The terminology evolved after we started talking about RoonSpeakers, so there’s been some mild confusion on this site.
For all those of us who do not use a computer for streaming Roon is just a very nice feature for exploring music, but not for enjoying music because we only can play through AirPlay while having excellent hardware like Aurender for example which SQ we cannot use due to the lack of “RoonReady” devices.
You guys @Not_Roon do a great job but please don’t forget us with separate streaming devices. I do have the feeling that all this computer stuff like HQ player gets more attention than all those other serious players.
I know at least @danny has an Auralic Aries and the team generally are very familiar with Meridian streaming, so there is no fear of bridges or streamers being left behind. If anything I see Roon bending over backwards to pick up every device they possibly can (eg: Raspberry Pi and Squeezebox).

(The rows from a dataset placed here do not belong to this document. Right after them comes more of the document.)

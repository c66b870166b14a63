use crate::error::{Error, Result};
use crate::server::lifecycle::{
    ChildProcessRecord, ChildProcessState, LifecycleSignal, Timestamps, now_ms,
};
use crate::server::process::{CommandWriter, ProcessControl};
use futures_lite::io::AsyncWriteExt;
use std::fmt;
use std::sync::{Arc, Mutex, MutexGuard};
use std::time::Duration;

/// Invoked whenever the derived status may have changed.
pub type StatusCallback = Arc<dyn Fn(ChildProcessState) + Send + Sync>;

/// Invoked once when the process exits, with its exit code if any.
pub type ExitCallback = Box<dyn FnOnce(Option<i32>) + Send>;

/// Delay before the failed-boot diagnostic, so it lands after the crash output.
const BOOT_FAILURE_LOG_DELAY: Duration = Duration::from_millis(500);

/// Identity and callbacks attached to a process at spawn time.
#[derive(Clone)]
pub struct SessionMeta {
    pub mutex: String,
    pub net_endpoint: String,
    pub on_status_update: StatusCallback,
    /// Exits within this uptime are reported as failed boots.
    pub instant_crash_threshold: Duration,
}

impl fmt::Debug for SessionMeta {
    fn fmt(&self, f: &mut fmt::Formatter<'_>) -> fmt::Result {
        f.debug_struct("SessionMeta")
            .field("mutex", &self.mutex)
            .field("net_endpoint", &self.net_endpoint)
            .field("instant_crash_threshold", &self.instant_crash_threshold)
            .finish_non_exhaustive()
    }
}

/// Parts of a launched process the handle takes ownership of.
pub struct ProcessParts {
    pub pid: Option<u32>,
    pub stdin: Option<CommandWriter>,
    pub control: Box<dyn ProcessControl>,
}

struct HandleState {
    ts: Timestamps,
    /// `None` once the process has been released.
    control: Option<Box<dyn ProcessControl>>,
    on_exit: Option<ExitCallback>,
}

impl HandleState {
    fn status(&self) -> ChildProcessState {
        if self.control.is_none() {
            ChildProcessState::Destroyed
        } else if self.ts.exit.is_some() {
            ChildProcessState::Exited
        } else {
            ChildProcessState::Alive
        }
    }
}

struct HandleInner {
    pid: u32,
    mutex: String,
    net_endpoint: String,
    on_status_update: StatusCallback,
    instant_crash_threshold: Duration,
    state: Mutex<HandleState>,
    stdin: tokio::sync::Mutex<Option<CommandWriter>>,
}

/// A single supervised OS process.
///
/// Status is derived from what has been observed: `Alive` until an exit is
/// reported, `Exited` until the handle is released, then `Destroyed`.
/// Lifecycle signals are fed through [`handle_signal`](Self::handle_signal)
/// by the task consuming the process' lifecycle channel.
///
/// Cloning is cheap; clones share the same process.
#[derive(Clone)]
pub struct ChildProcessHandle {
    inner: Arc<HandleInner>,
}

impl ChildProcessHandle {
    /// Wraps a launched process.
    ///
    /// # Errors
    ///
    /// Returns [`Error::Process`] if the process has no pid or no writable
    /// stdin, or if the session token or network endpoint is empty.
    pub fn new(parts: ProcessParts, meta: SessionMeta) -> Result<Self> {
        let pid = parts
            .pid
            .ok_or_else(|| Error::Process("Process has no pid".to_string()))?;
        let stdin = parts
            .stdin
            .ok_or_else(|| Error::Process("Process stdin is not writable".to_string()))?;
        if meta.mutex.is_empty() {
            return Err(Error::Process("Session mutex is missing".to_string()));
        }
        if meta.net_endpoint.is_empty() {
            return Err(Error::Process("Network endpoint is missing".to_string()));
        }

        Ok(Self {
            inner: Arc::new(HandleInner {
                pid,
                mutex: meta.mutex,
                net_endpoint: meta.net_endpoint,
                on_status_update: meta.on_status_update,
                instant_crash_threshold: meta.instant_crash_threshold,
                state: Mutex::new(HandleState {
                    ts: Timestamps::started_now(),
                    control: Some(parts.control),
                    on_exit: None,
                }),
                stdin: tokio::sync::Mutex::new(Some(stdin)),
            }),
        })
    }

    pub fn pid(&self) -> u32 {
        self.inner.pid
    }

    /// Session token minted for this process.
    pub fn mutex(&self) -> &str {
        &self.inner.mutex
    }

    pub fn net_endpoint(&self) -> &str {
        &self.inner.net_endpoint
    }

    pub fn status(&self) -> ChildProcessState {
        self.lock_state().status()
    }

    pub fn is_alive(&self) -> bool {
        self.status() == ChildProcessState::Alive
    }

    pub fn uptime(&self) -> Duration {
        self.lock_state().ts.uptime_at(now_ms())
    }

    /// Snapshot of identity, timestamps and derived fields.
    pub fn state_info(&self) -> ChildProcessRecord {
        let state = self.lock_state();
        let status = state.status();
        ChildProcessRecord {
            pid: self.inner.pid,
            mutex: self.inner.mutex.clone(),
            net_endpoint: self.inner.net_endpoint.clone(),
            ts_start: state.ts.start,
            ts_kill: state.ts.kill,
            ts_exit: state.ts.exit,
            ts_close: state.ts.close,
            state: status,
            is_alive: status == ChildProcessState::Alive,
            uptime: state.ts.uptime_at(now_ms()).as_millis() as u64,
        }
    }

    /// Registers the callback run when the process exits. Replaces any previous one.
    pub fn on_exit(&self, callback: impl FnOnce(Option<i32>) + Send + 'static) {
        self.lock_state().on_exit = Some(Box::new(callback));
    }

    /// Writes one line to the process stdin, appending the newline.
    ///
    /// # Errors
    ///
    /// Returns [`Error::Communication`] if stdin is gone or the write fails.
    pub async fn write_line(&self, line: &str) -> Result<()> {
        let mut stdin = self.inner.stdin.lock().await;
        let writer = stdin
            .as_mut()
            .ok_or_else(|| Error::Communication("Process stdin is closed".to_string()))?;

        let mut data = Vec::with_capacity(line.len() + 1);
        data.extend_from_slice(line.as_bytes());
        data.push(b'\n');

        writer
            .write_all(&data)
            .await
            .map_err(|e| Error::Communication(format!("Failed to write to stdin: {}", e)))?;
        writer
            .flush()
            .await
            .map_err(|e| Error::Communication(format!("Failed to flush stdin: {}", e)))?;
        Ok(())
    }

    /// Applies a lifecycle transition reported by the OS process.
    pub fn handle_signal(&self, signal: LifecycleSignal) {
        match signal {
            LifecycleSignal::Exit { code } => self.handle_exit(code),
            LifecycleSignal::Close => self.handle_close(),
            LifecycleSignal::Error(message) => {
                tracing::warn!(pid = self.inner.pid, error = %message, "Process termination error");
            }
        }
    }

    fn handle_exit(&self, code: Option<i32>) {
        let (callback, uptime) = {
            let mut state = self.lock_state();
            if state.ts.exit.is_some() {
                tracing::debug!(pid = self.inner.pid, "Duplicate exit signal ignored");
                return;
            }
            state.ts.exit = Some(now_ms());
            (state.on_exit.take(), state.ts.uptime_at(now_ms()))
        };

        tracing::info!(pid = self.inner.pid, code = ?code, "Server process exited");
        if let Some(callback) = callback {
            callback(code);
        }
        self.notify_status();

        if uptime <= self.inner.instant_crash_threshold {
            let pid = self.inner.pid;
            let report = move || {
                tracing::error!(
                    pid,
                    uptime_ms = uptime.as_millis() as u64,
                    "Server process didn't start. This is not a supervisor issue, check the output above."
                );
            };
            match tokio::runtime::Handle::try_current() {
                Ok(runtime) => {
                    runtime.spawn(async move {
                        tokio::time::sleep(BOOT_FAILURE_LOG_DELAY).await;
                        report();
                    });
                }
                Err(_) => report(),
            }
        }
    }

    fn handle_close(&self) {
        let exited = {
            let mut state = self.lock_state();
            let exited = state.ts.exit.is_some();
            if exited {
                state.ts.close = Some(now_ms());
            }
            exited
        };

        if !exited {
            tracing::warn!(pid = self.inner.pid, "Close reported before exit; applying exit first");
            self.handle_exit(None);
            self.lock_state().ts.close = Some(now_ms());
        }

        tracing::debug!(pid = self.inner.pid, "Server process pipes closed");
        self.destroy();
    }

    /// Releases the process, asking the OS to terminate it.
    ///
    /// Idempotent: only the first call records the kill time. Termination
    /// failures are logged and swallowed.
    pub fn destroy(&self) {
        let mut control = {
            let mut state = self.lock_state();
            let Some(control) = state.control.take() else {
                return;
            };
            state.ts.kill = Some(now_ms());
            control
        };

        if let Err(e) = control.terminate() {
            tracing::debug!(pid = self.inner.pid, error = %e, "Termination request went nowhere");
        }
        drop(control);

        // Drop stdin without waiting on a writer that might be mid-flush.
        if let Ok(mut stdin) = self.inner.stdin.try_lock() {
            stdin.take();
        }

        self.notify_status();
    }

    fn notify_status(&self) {
        let status = self.status();
        (self.inner.on_status_update)(status);
    }

    fn lock_state(&self) -> MutexGuard<'_, HandleState> {
        // State updates never panic midway, so a poisoned lock still holds consistent data.
        self.inner
            .state
            .lock()
            .unwrap_or_else(|poisoned| poisoned.into_inner())
    }
}

impl fmt::Debug for ChildProcessHandle {
    fn fmt(&self, f: &mut fmt::Formatter<'_>) -> fmt::Result {
        f.debug_struct("ChildProcessHandle")
            .field("pid", &self.inner.pid)
            .field("mutex", &self.inner.mutex)
            .field("status", &self.status())
            .finish()
    }
}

My understanding is that bridges and streamers that don’t have an exposed operating system (nearly all) will need firmware or driver updates to be RoonReady. At the moment the manufacturers are waiting on the software development kit (SDK) from Roon. After that is sent out then we will see the implementation software being published by the relevant manufacturers. In the case of Auralic, Mr Wang told me he thought it would take them two months from release of the SDK. I haven’t heard an estimate regarding Aurender.
Thanks for your reply but that’s not new to me. As you said, Auralic and Aurender are waiting on Roon, but HQ integration among others you’ve mentioned as well have more priority than SDK, obviously.
This thread has by far the most views so it is very clear to me that a lot of users are waiting for this, but others are maybe louder and therefore get more hearing.
Again, this is critical in terms of SQ for external players. Because I do not see priority in SDK I do not go for lifetime membership. It just doesn’t make sense to have Roon with its excellent capabilities but for critical listening switching to other apps. That’s what I do since the start of Roon and for sure I’m not alone!